• **Try it**:
Give the number of lines in the data below where the string "return" occurs, and nothing else.

Given information section start

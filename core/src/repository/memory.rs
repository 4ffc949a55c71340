use std::cell::{Cell, RefCell};

use crate::error::Result;
use crate::model::todo::Todo;
use crate::repository::traits::TodoRepository;

/// Keeps the list in memory. Counts saves so callers can tell whether an
/// operation wrote anything.
#[derive(Debug, Default)]
pub struct MemoryTodoRepository {
    todos: RefCell<Vec<Todo>>,
    saves: Cell<usize>,
}

impl MemoryTodoRepository {
    pub fn new() -> Self {
        Self::default()
    }

    pub fn with_todos(todos: Vec<Todo>) -> Self {
        Self {
            todos: RefCell::new(todos),
            saves: Cell::new(0),
        }
    }

    pub fn snapshot(&self) -> Vec<Todo> {
        self.todos.borrow().clone()
    }

    pub fn save_count(&self) -> usize {
        self.saves.get()
    }
}

impl TodoRepository for MemoryTodoRepository {
    // Nothing outside this process can see the list.
    type Guard = ();

    fn load(&self) -> Result<Vec<Todo>> {
        Ok(self.snapshot())
    }

    fn save(&self, todos: &[Todo]) -> Result<()> {
        *self.todos.borrow_mut() = todos.to_vec();
        self.saves.set(self.saves.get() + 1);
        Ok(())
    }

    fn lock(&self) -> Result<()> {
        Ok(())
    }
}
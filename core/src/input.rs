use crate::error::{Result, StoreError};

/// Parses a todo id as typed on the command line. Ids start at 1.
pub fn parse_id(input: &str) -> Result<u64> {
    match input.trim().parse::<u64>() {
        Ok(id) if id > 0 => Ok(id),
        _ => Err(StoreError::InvalidId(input.to_string())),
    }
}

pub fn validate_title(input: &str) -> Result<String> {
    let title = input.trim();
    if title.is_empty() {
        return Err(StoreError::InvalidTitle);
    }
    Ok(title.to_string())
}
use duetodo_core::{Todo, TodoStatus};
use tabled::settings::object::{Cell, Rows};
use tabled::settings::{Color, Modify, Style};
use tabled::{Table, Tabled};
use unicode_width::{UnicodeWidthChar, UnicodeWidthStr};

pub const DUE_DATE_FORMAT: &str = "%Y-%m-%d %H:%M";
pub const MAX_TITLE_WIDTH: usize = 48;

const STATUS_COLUMN: usize = 3;

#[derive(Tabled)]
struct TodoRow {
    #[tabled(rename = "ID")]
    id: u64,
    #[tabled(rename = "Title")]
    title: String,
    #[tabled(rename = "Due Date")]
    due: String,
    #[tabled(rename = "Status")]
    status: TodoStatus,
}

pub fn todo_table(todos: &[Todo], color: bool) -> String {
    let rows = todos.iter().map(|t| TodoRow {
        id: t.id,
        title: truncate_title(&t.title, MAX_TITLE_WIDTH),
        due: t.due_date.format(DUE_DATE_FORMAT).to_string(),
        status: t.status,
    });

    let mut table = Table::new(rows);
    table.with(Style::modern());

    if color {
        table.with(Modify::new(Rows::first()).with(Color::FG_CYAN));
        for (i, todo) in todos.iter().enumerate() {
            // Row 0 is the header.
            let cell = Cell::new(i + 1, STATUS_COLUMN);
            table.with(Modify::new(cell).with(status_color(todo.status)));
        }
    }

    table.to_string()
}

pub fn todo_detail(todo: &Todo) -> String {
    format!(
        "ID: {}\nTitle: {}\nDue Date: {}\nStatus: {}",
        todo.id,
        todo.title,
        todo.due_date.format(DUE_DATE_FORMAT),
        todo.status
    )
}

pub fn status_color(status: TodoStatus) -> Color {
    match status {
        TodoStatus::Pending => Color::FG_RED,
        TodoStatus::InProgress => Color::FG_YELLOW,
        TodoStatus::Completed => Color::FG_GREEN,
    }
}

/// Cuts a title to at most `max` terminal columns, marking the cut with `…`.
pub fn truncate_title(title: &str, max: usize) -> String {
    if title.width() <= max {
        return title.to_string();
    }

    let mut out = String::new();
    let mut width = 0;
    for ch in title.chars() {
        let w = ch.width().unwrap_or(0);
        if width + w + 1 > max {
            break;
        }
        out.push(ch);
        width += w;
    }
    out.push('…');
    out
}
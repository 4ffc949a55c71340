use std::fs::{self, File};
use std::io::{self, BufWriter, Write};
use std::path::Path;

use tracing::debug;

use crate::config::StoreConfig;
use crate::error::{Result, StoreError};
use crate::model::todo::Todo;
use crate::repository::lock::StoreLock;
use crate::repository::traits::TodoRepository;

#[derive(Clone, Debug)]
pub struct FileTodoRepository {
    config: StoreConfig,
}

impl FileTodoRepository {
    /// Nothing touches the disk until the first load or save.
    pub fn new(config: StoreConfig) -> Self {
        FileTodoRepository { config }
    }

    pub fn path(&self) -> &Path {
        &self.config.path
    }

    fn read_todos(&self) -> Result<Vec<Todo>> {
        let path = self.path();
        let content = match fs::read_to_string(path) {
            Ok(content) => content,
            Err(e) if e.kind() == io::ErrorKind::NotFound => {
                debug!(path = %path.display(), "no todo file yet, starting empty");
                return Ok(Vec::new());
            }
            Err(source) => {
                return Err(StoreError::Unreadable {
                    path: path.to_path_buf(),
                    source,
                })
            }
        };

        if content.trim().is_empty() {
            return Ok(Vec::new());
        }

        let todos: Vec<Todo> =
            serde_json::from_str(&content).map_err(|source| StoreError::Corrupt {
                path: path.to_path_buf(),
                source,
            })?;
        debug!(path = %path.display(), count = todos.len(), "loaded todos");
        Ok(todos)
    }

    fn write_todos(&self, todos: &[Todo]) -> io::Result<()> {
        let path = self.path();
        if let Some(parent) = path.parent().filter(|p| !p.as_os_str().is_empty()) {
            fs::create_dir_all(parent)?;
        }

        let file = File::create(path)?;
        let mut writer = BufWriter::new(file);
        serde_json::to_writer_pretty(&mut writer, todos)?;
        writer.write_all(b"\n")?;
        writer.flush()?;
        Ok(())
    }
}

impl TodoRepository for FileTodoRepository {
    type Guard = StoreLock;

    fn load(&self) -> Result<Vec<Todo>> {
        self.read_todos()
    }

    fn save(&self, todos: &[Todo]) -> Result<()> {
        self.write_todos(todos)
            .map_err(|source| StoreError::Unwritable {
                path: self.path().to_path_buf(),
                source,
            })?;
        debug!(path = %self.path().display(), count = todos.len(), "saved todos");
        Ok(())
    }

    fn lock(&self) -> Result<Self::Guard> {
        if self.config.lock {
            StoreLock::acquire(&self.config.lock_path())
        } else {
            Ok(StoreLock::unlocked())
        }
    }
}
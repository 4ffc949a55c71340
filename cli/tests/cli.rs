use assert_cmd::Command;
use predicates::prelude::*;
use std::fs;
use tempfile::TempDir;

fn duetodo(dir: &TempDir) -> Command {
    let mut cmd = Command::new(assert_cmd::cargo::cargo_bin!("duetodo"));
    cmd.current_dir(dir.path())
        .env_remove("DUETODO_FILE")
        .env_remove("DUETODO_LOCK")
        .env_remove("RUST_LOG")
        .env("NO_COLOR", "1");
    cmd
}

fn stored(dir: &TempDir) -> serde_json::Value {
    let raw = fs::read_to_string(dir.path().join("todos.json")).unwrap();
    serde_json::from_str(&raw).unwrap()
}

#[test]
fn test_full_workflow_in_working_directory() {
    let temp = TempDir::new().unwrap();

    // 1. Nothing yet
    duetodo(&temp)
        .arg("view")
        .assert()
        .success()
        .stdout("No todos found.\n");
    assert!(!temp.path().join("todos.json").exists());

    // 2. Add three todos
    duetodo(&temp)
        .args(["add", "Buy milk"])
        .assert()
        .success()
        .stdout(predicate::str::contains("Todo added: Buy milk (ID: 1)"));
    duetodo(&temp)
        .args(["add", "Pay", "rent", "--due", "2020-01-01"])
        .assert()
        .success()
        .stdout(predicate::str::contains("(ID: 2)"));
    duetodo(&temp)
        .args(["add", "Dentist", "-d", "2020-01-01T09:00:00+00:00"])
        .assert()
        .success()
        .stdout(predicate::str::contains("(ID: 3)"));

    let todos = stored(&temp);
    assert_eq!(todos.as_array().unwrap().len(), 3);
    assert_eq!(todos[1]["title"], "Pay rent");
    assert_eq!(todos[1]["status"], "pending");

    // 3. View is sorted by due date
    let output = duetodo(&temp).arg("view").assert().success().get_output().stdout.clone();
    let output = String::from_utf8(output).unwrap();
    let rent = output.find("Pay rent").unwrap();
    let dentist = output.find("Dentist").unwrap();
    let milk = output.find("Buy milk").unwrap();
    assert!(rent < dentist && dentist < milk, "{}", output);

    // 4. Update status
    duetodo(&temp)
        .args(["update", "3", "in-progress"])
        .assert()
        .success()
        .stdout("Todo status updated successfully.\n");
    duetodo(&temp)
        .args(["get", "3"])
        .assert()
        .success()
        .stdout(predicate::str::contains("Status: in-progress"));

    // 5. Delete keeps the order of the rest
    duetodo(&temp)
        .args(["remove", "2"])
        .assert()
        .success()
        .stdout("Todo deleted successfully.\n");
    let ids: Vec<u64> = stored(&temp)
        .as_array()
        .unwrap()
        .iter()
        .map(|t| t["id"].as_u64().unwrap())
        .collect();
    assert_eq!(ids, vec![1, 3]);

    duetodo(&temp)
        .args(["get", "2"])
        .assert()
        .success()
        .stdout("Todo not found.\n");

    // 6. Ids keep counting from the highest one
    duetodo(&temp)
        .args(["add", "Walk dog"])
        .assert()
        .success()
        .stdout(predicate::str::contains("(ID: 4)"));
}

#[test]
fn test_bad_input_is_reported_without_failing() {
    let temp = TempDir::new().unwrap();
    duetodo(&temp).args(["add", "Buy milk"]).assert().success();
    let before = fs::read_to_string(temp.path().join("todos.json")).unwrap();

    duetodo(&temp)
        .args(["get", "abc"])
        .assert()
        .success()
        .stdout("Invalid ID.\n");
    duetodo(&temp)
        .args(["delete", "-1"])
        .assert()
        .success()
        .stdout("Invalid ID.\n");
    duetodo(&temp)
        .args(["update", "1", "done"])
        .assert()
        .success()
        .stdout("Invalid status. Use 'pending', 'in-progress', or 'completed'.\n");
    duetodo(&temp)
        .args(["update", "8", "completed"])
        .assert()
        .success()
        .stdout("Todo not found.\n");

    let after = fs::read_to_string(temp.path().join("todos.json")).unwrap();
    assert_eq!(before, after);
}

#[test]
fn test_unknown_command_fails() {
    let temp = TempDir::new().unwrap();
    duetodo(&temp).arg("frobnicate").assert().failure();
}

#[test]
fn test_file_option_and_env() {
    let temp = TempDir::new().unwrap();
    let custom = temp.path().join("lists").join("work.json");

    duetodo(&temp)
        .args(["add", "Ship release", "--file"])
        .arg(&custom)
        .assert()
        .success();
    assert!(custom.exists());
    assert!(!temp.path().join("todos.json").exists());

    duetodo(&temp)
        .env("DUETODO_FILE", &custom)
        .args(["view", "--json"])
        .assert()
        .success()
        .stdout(predicate::str::contains("\"title\": \"Ship release\""));
}

#[test]
fn test_lock_option() {
    let temp = TempDir::new().unwrap();
    duetodo(&temp)
        .args(["--lock", "add", "Locked write"])
        .assert()
        .success();
    assert!(temp.path().join("todos.json.lock").exists());

    duetodo(&temp)
        .env("DUETODO_LOCK", "1")
        .args(["get", "1"])
        .assert()
        .success()
        .stdout(predicate::str::contains("Title: Locked write"));

    // A falsey value switches the lock off instead of failing the command.
    duetodo(&temp)
        .env("DUETODO_LOCK", "0")
        .args(["update", "1", "completed"])
        .assert()
        .success()
        .stdout("Todo status updated successfully.\n");
}

#[test]
fn test_corrupt_store_fails_and_is_preserved() {
    let temp = TempDir::new().unwrap();
    fs::write(temp.path().join("todos.json"), "not json").unwrap();

    duetodo(&temp)
        .args(["add", "Buy milk"])
        .assert()
        .failure()
        .stderr(predicate::str::contains("not a valid todo list"));
    assert_eq!(
        fs::read_to_string(temp.path().join("todos.json")).unwrap(),
        "not json"
    );
}
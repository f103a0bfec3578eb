//! Color type shared by the particle layer and the Canvas2D renderer.

use crate::lerp;

/// An RGBA color with 8-bit channels and a unit-interval alpha
#[derive(Debug, Clone, Copy, PartialEq)]
pub struct Rgba {
    pub r: u8,
    pub g: u8,
    pub b: u8,
    pub a: f32,
}

impl Rgba {
    pub const fn new(r: u8, g: u8, b: u8, a: f32) -> Self {
        Self { r, g, b, a }
    }

    pub const fn opaque(r: u8, g: u8, b: u8) -> Self {
        Self::new(r, g, b, 1.0)
    }

    /// Same color with a different alpha
    pub fn with_alpha(self, a: f32) -> Self {
        Self { a, ..self }
    }

    /// CSS `rgba(...)` string accepted by Canvas2D fill/stroke styles
    pub fn css(&self) -> String {
        format!(
            "rgba({},{},{},{:.3})",
            self.r,
            self.g,
            self.b,
            self.a.clamp(0.0, 1.0)
        )
    }

    /// Channel-wise blend toward `other` by `t`
    pub fn mix(self, other: Rgba, t: f32) -> Rgba {
        Rgba {
            r: lerp(self.r as f32, other.r as f32, t).round() as u8,
            g: lerp(self.g as f32, other.g as f32, t).round() as u8,
            b: lerp(self.b as f32, other.b as f32, t).round() as u8,
            a: lerp(self.a, other.a, t),
        }
    }
}

/// Fixed palette for buttons, bursts, and text
pub mod palette {
    use super::Rgba;

    /// Deep blue circular start button
    pub const START_FILL: Rgba = Rgba::new(10, 35, 90, 1.0);
    pub const START_HOVER: Rgba = Rgba::new(30, 70, 160, 1.0);

    /// Rectangular answer / restart buttons
    pub const BUTTON_FILL: Rgba = Rgba::new(50, 100, 200, 0.8);
    pub const BUTTON_HOVER: Rgba = Rgba::new(100, 180, 255, 1.0);

    /// Verdict highlights on the feedback screen
    pub const ANSWER_NEUTRAL: Rgba = Rgba::new(60, 110, 200, 0.86);
    pub const ANSWER_CORRECT: Rgba = Rgba::new(30, 190, 100, 0.94);
    pub const ANSWER_WRONG: Rgba = Rgba::new(200, 60, 60, 0.94);

    /// Burst tints
    pub const BURST_SUCCESS: Rgba = Rgba::opaque(80, 220, 120);
    pub const BURST_FAILURE: Rgba = Rgba::opaque(240, 120, 120);
    pub const BURST_CELEBRATE: Rgba = Rgba::opaque(255, 200, 80);

    /// Percentage readout tiers
    pub const GRADE_GREEN: Rgba = Rgba::opaque(80, 220, 120);
    pub const GRADE_AMBER: Rgba = Rgba::opaque(255, 200, 80);
    pub const GRADE_RED: Rgba = Rgba::opaque(240, 100, 100);

    pub const TEXT_DARK: Rgba = Rgba::opaque(0, 0, 0);
    pub const TEXT_LIGHT: Rgba = Rgba::opaque(255, 255, 255);
}

/// Color tier for the final percentage readout
pub fn grade_color(percent: u32) -> Rgba {
    if percent >= 80 {
        palette::GRADE_GREEN
    } else if percent >= 50 {
        palette::GRADE_AMBER
    } else {
        palette::GRADE_RED
    }
}

#[cfg(test)]
mod tests {
    use super::*;

    #[test]
    fn test_css_format() {
        assert_eq!(Rgba::opaque(255, 0, 10).css(), "rgba(255,0,10,1.000)");
        assert_eq!(Rgba::new(1, 2, 3, 0.5).css(), "rgba(1,2,3,0.500)");
    }

    #[test]
    fn test_css_clamps_alpha() {
        assert_eq!(Rgba::new(0, 0, 0, 1.5).css(), "rgba(0,0,0,1.000)");
        assert_eq!(Rgba::new(0, 0, 0, -0.2).css(), "rgba(0,0,0,0.000)");
    }

    #[test]
    fn test_grade_tiers() {
        assert_eq!(grade_color(100), palette::GRADE_GREEN);
        assert_eq!(grade_color(80), palette::GRADE_GREEN);
        assert_eq!(grade_color(79), palette::GRADE_AMBER);
        assert_eq!(grade_color(50), palette::GRADE_AMBER);
        assert_eq!(grade_color(49), palette::GRADE_RED);
        assert_eq!(grade_color(0), palette::GRADE_RED);
    }

    #[test]
    fn test_mix_endpoints() {
        let a = Rgba::opaque(0, 0, 0);
        let b = Rgba::opaque(255, 255, 255);
        assert_eq!(a.mix(b, 0.0), a);
        assert_eq!(a.mix(b, 1.0), b);
    }
}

Given information section end

• **Solution for this problem**:
5